Contribuenti nel mirino di Agenzia delle Entrate e Guardia di Finanza, con accertamenti e perquisizioni

    I soldi degli italiani sono tenuti sempre più d’occhio dall’Agenzia delle Entrate. Oggi gli strumenti di polizia consentono perquisizioni non solo per fondato sospetto di possesso di droga e armi, ma anche per denunce anonime d’occultamento di quantitativi di valuta che superino i 3.000 euro (delle somme necessita dimostrarne la provenienza con estrema precisione). Ecco che i conti correnti degli italiani sono sotto più stretta osservazione da parte dell’Agenzia Entrate. In base alla legge, l’accertamento può spingersi fino al 31 dicembre del quinto anno successivo alla presentazione della dichiarazione dei redditi. Vi sono tre elementi che hanno accresciuto il controllo dei conti correnti da parte dell’Agenzia delle Entrate. Il primo riguarda le nuove regole sui controlli stessi, il secondo le regole sulle operazioni e gli strumenti (in parte rivisti anch’essi) e poi le sentenze favorevoli sugli accertameti. Su quest’ultimo punto rammentiamo che, sono preferenzialmente sotto osservazione i conti correnti dei soggetti sottoposti ad indagini di polizia o in attesa si sentenze (civili, penali, amministrative e tributarie)

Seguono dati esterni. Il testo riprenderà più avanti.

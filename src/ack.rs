//! Publish acknowledgement bookkeeping.
//!
//! Serials are assigned on the serialized write path, so the tracker is
//! owned by the connection task and needs no interior locking. Each
//! pending publish holds a oneshot receiver that resolves exactly once
//! when the covering ack or nack arrives.

use std::collections::BTreeMap;

use tokio::sync::oneshot;
use tracing::{debug, trace};

use crate::error::Error;
use crate::protocol::{ErrorInfo, ProtocolMessage};
use crate::Result;

/// One publish awaiting its covering ack or nack. The frame is retained
/// so it can be written again on a new transport.
#[derive(Debug)]
struct Pending {
    frame: ProtocolMessage,
    tx: oneshot::Sender<Result<()>>,
}

#[derive(Debug, Default)]
pub(crate) struct AckTracker {
    next_serial: i64,
    pending: BTreeMap<i64, Pending>,
}

impl AckTracker {
    /// Assign the next publish serial, retain the frame and register its
    /// completion sender. Returns the stamped frame to write.
    pub(crate) fn register(
        &mut self,
        mut frame: ProtocolMessage,
        tx: oneshot::Sender<Result<()>>,
    ) -> ProtocolMessage {
        let serial = self.next_serial;
        self.next_serial += 1;
        frame.msg_serial = Some(serial);
        self.pending.insert(
            serial,
            Pending {
                frame: frame.clone(),
                tx,
            },
        );
        frame
    }

    /// Frames still awaiting confirmation, in serial order.
    ///
    /// A publish written to a transport that then died may never have
    /// reached the server; when the next session preserves continuity the
    /// serials stay valid, so these frames are written again.
    pub(crate) fn pending_frames(&self) -> Vec<ProtocolMessage> {
        self.pending
            .values()
            .map(|pending| pending.frame.clone())
            .collect()
    }

    /// Confirm `count` publishes starting at `serial`.
    pub(crate) fn ack(&mut self, serial: i64, count: u32) {
        trace!(serial, count, "publish acknowledged");
        for s in Self::covered(serial, count) {
            if let Some(pending) = self.pending.remove(&s) {
                let _ = pending.tx.send(Ok(()));
            }
        }
    }

    /// Reject `count` publishes starting at `serial` with the server error.
    pub(crate) fn nack(&mut self, serial: i64, count: u32, error: ErrorInfo) {
        debug!(serial, count, code = error.code, "publish rejected");
        for s in Self::covered(serial, count) {
            if let Some(pending) = self.pending.remove(&s) {
                let _ = pending.tx.send(Err(error.clone().into()));
            }
        }
    }

    /// Reject every pending publish. Used when the session ends in a way
    /// that makes confirmation impossible (close, fatal error, failed
    /// resume).
    pub(crate) fn fail_all(&mut self, error: impl Fn() -> Error) {
        if !self.pending.is_empty() {
            debug!(count = self.pending.len(), "failing all pending publishes");
        }
        for (_, pending) in std::mem::take(&mut self.pending) {
            let _ = pending.tx.send(Err(error()));
        }
    }

    /// Restart serial numbering for a connection with no continuity to the
    /// previous one.
    pub(crate) fn reset_serials(&mut self) {
        self.next_serial = 0;
    }

    pub(crate) fn pending_count(&self) -> usize {
        self.pending.len()
    }

    fn covered(serial: i64, count: u32) -> impl Iterator<Item = i64> {
        let count = i64::from(count.max(1));
        serial..serial.saturating_add(count)
    }
}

    Quindi Agenzia delle entrate e Guardia di finanza dispongono di maggiori spazi di manovra per controllare i conti correnti dei contribuenti. Questo lo si deve a recenti sentenze della Corte di cassazione in merito ad acquisti di prodotti di valore, all’obbligo d’analisi dei conti correnti, alla comunicazione di tutte le operazioni maggiori di una certa soglia e, non ultimo, l’incrocio tra banche dati. Dettaglio non secondario è che, nel mirino non sono le imprese di grandi dimensioni, ma artigiani, commercianti, lavoratori occasionali e professionisti. Infatti la grande impresa o i grandi gruppi non genererebbero controlli e sospetti da parte del fisco. Tra i piccoli, indipendentemente dai guadagni percepiti, s’anniderebbe l’evasione fiscale.

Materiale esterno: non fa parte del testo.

//! Survey report formatting and serialization
//!
//! Formatters for turning a [`SurveyReport`] into human-readable text,
//! JSON for downstream consumers, or CSV rows for data logging.

use serde::{Deserialize, Serialize};

use crate::processing::survey::SurveyReport;

/// Available output formats for survey reports
#[derive(Debug, Clone, Copy, PartialEq, Serialize, Deserialize)]
pub enum OutputFormat {
    Text,
    Json,
    Csv,
}

/// Render a report in the requested format with default formatter
/// settings
pub fn format_report(
    report: &SurveyReport,
    format: OutputFormat,
) -> Result<String, serde_json::Error> {
    match format {
        OutputFormat::Text => Ok(TextFormatter::new().format_text(report)),
        OutputFormat::Json => JsonFormatter::new().format_json(report),
        OutputFormat::Csv => Ok(CsvFormatter::new().format_csv(report)),
    }
}

/// Human-readable text formatter
///
/// Renders the per-pair estimates grouped by site group, followed by
/// the mean and the mean with its uncertainty bound.
pub struct TextFormatter {
    /// Decimal places for heights
    pub precision: usize,
    /// Render everything on a single line
    pub compact: bool,
}

impl Default for TextFormatter {
    fn default() -> Self {
        Self {
            precision: 2,
            compact: false,
        }
    }
}

impl TextFormatter {
    /// Create a text formatter with default settings
    pub fn new() -> Self {
        Self::default()
    }

    /// Set the number of decimal places
    pub fn with_precision(mut self, precision: usize) -> Self {
        self.precision = precision;
        self
    }

    /// Format a survey report as text
    pub fn format_text(&self, report: &SurveyReport) -> String {
        if self.compact {
            return format!(
                "{:.*} m ({} pairs)",
                self.precision, report.result, report.pairs.len()
            );
        }

        let mut output = String::new();

        // Pair estimates, grouped in order of first appearance
        let mut seen_groups: Vec<&str> = Vec::new();
        for pair in &report.pairs {
            if !seen_groups.contains(&pair.group.as_str()) {
                seen_groups.push(&pair.group);
            }
        }
        for group in seen_groups {
            output.push_str(&format!("{}:\n", group));
            for pair in report.pairs.iter().filter(|p| p.group == group) {
                output.push_str(&format!(
                    "    {}-{}: {:.*} m\n",
                    pair.site_a, pair.site_b, self.precision, pair.height_m
                ));
            }
            output.push('\n');
        }

        output.push_str("Mean:\n");
        output.push_str(&format!("    {:.*} m\n", self.precision, report.result.value));
        output.push_str("\nMean with uncertainty:\n");
        output.push_str(&format!("    {:.*} m\n", self.precision, report.result));

        output
    }
}

/// JSON formatter for structured output
pub struct JsonFormatter {
    /// Pretty print JSON
    pub pretty: bool,
}

impl Default for JsonFormatter {
    fn default() -> Self {
        Self { pretty: false }
    }
}

impl JsonFormatter {
    /// Create a new JSON formatter
    pub fn new() -> Self {
        Self::default()
    }

    /// Create a pretty-printing JSON formatter
    pub fn pretty() -> Self {
        Self { pretty: true }
    }

    /// Format a survey report as a JSON string
    pub fn format_json(&self, report: &SurveyReport) -> Result<String, serde_json::Error> {
        if self.pretty {
            serde_json::to_string_pretty(report)
        } else {
            serde_json::to_string(report)
        }
    }
}

/// CSV formatter for data logging
pub struct CsvFormatter {
    /// Include header row
    pub include_header: bool,
}

impl Default for CsvFormatter {
    fn default() -> Self {
        Self {
            include_header: true,
        }
    }
}

impl CsvFormatter {
    /// Create a new CSV formatter
    pub fn new() -> Self {
        Self::default()
    }

    /// Get the CSV header
    pub fn header(&self) -> String {
        "group,site_a,site_b,height_m".to_string()
    }

    /// Format the pair estimates as CSV rows
    pub fn format_csv(&self, report: &SurveyReport) -> String {
        let mut output = String::new();
        if self.include_header {
            output.push_str(&self.header());
            output.push('\n');
        }
        for pair in &report.pairs {
            output.push_str(&format!(
                "{},{},{},{:.3}\n",
                pair.group, pair.site_a, pair.site_b, pair.height_m
            ));
        }
        output
    }
}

    Stando alle regole in vigore, viene attenzionato chi trasferisce denaro contante o di libretti di deposito bancari o postali (al portatore o titoli al portatore in euro o in valuta estera) per un valore complessivamente pari o superiore a 3.000 euro. Poi gli assegni bancari e postali emessi per importi pari o superiori a 1.000 euro devono recare l’indicazione del nome o della ragione sociale del beneficiario, e la clausola di non trasferibilità. Infine, il saldo dei libretti di deposito bancari o postali al portatore non può essere pari o superiore a 1.000 euro.
    La legge non ammette ignoranza e di conseguenza occorre molta attenzione nei comportamenti contabili. Anche perché l’onere della prova spetta al contribuente che si difende e non all’Agenzia delle entrate. Tanto per fare un esempio, se il titolare di un conto versa una somma maggiore del proprio stipendio mensile, il fisco può fare scattare gli accertamenti o comunque una richiesta di chiarimenti (nel frattempo il conto potrebbe essere bloccato d’autorità). Quindi tutti i versamenti su conti correnti sono considerati redditi imponibili.
    Per esempio, se una fattura di 5.000 euro viene saldata in contanti, allora vengono violate le regole. Stessa cosa se un privato deve corrispondere 5.000 euro alla colf e vuole pagare in contanti. Ma questi ultimi casi devono essere accertati. Ecco che i pagamenti in nero tornano di gran moda, e la gente evita di versare soldi sui conti correnti.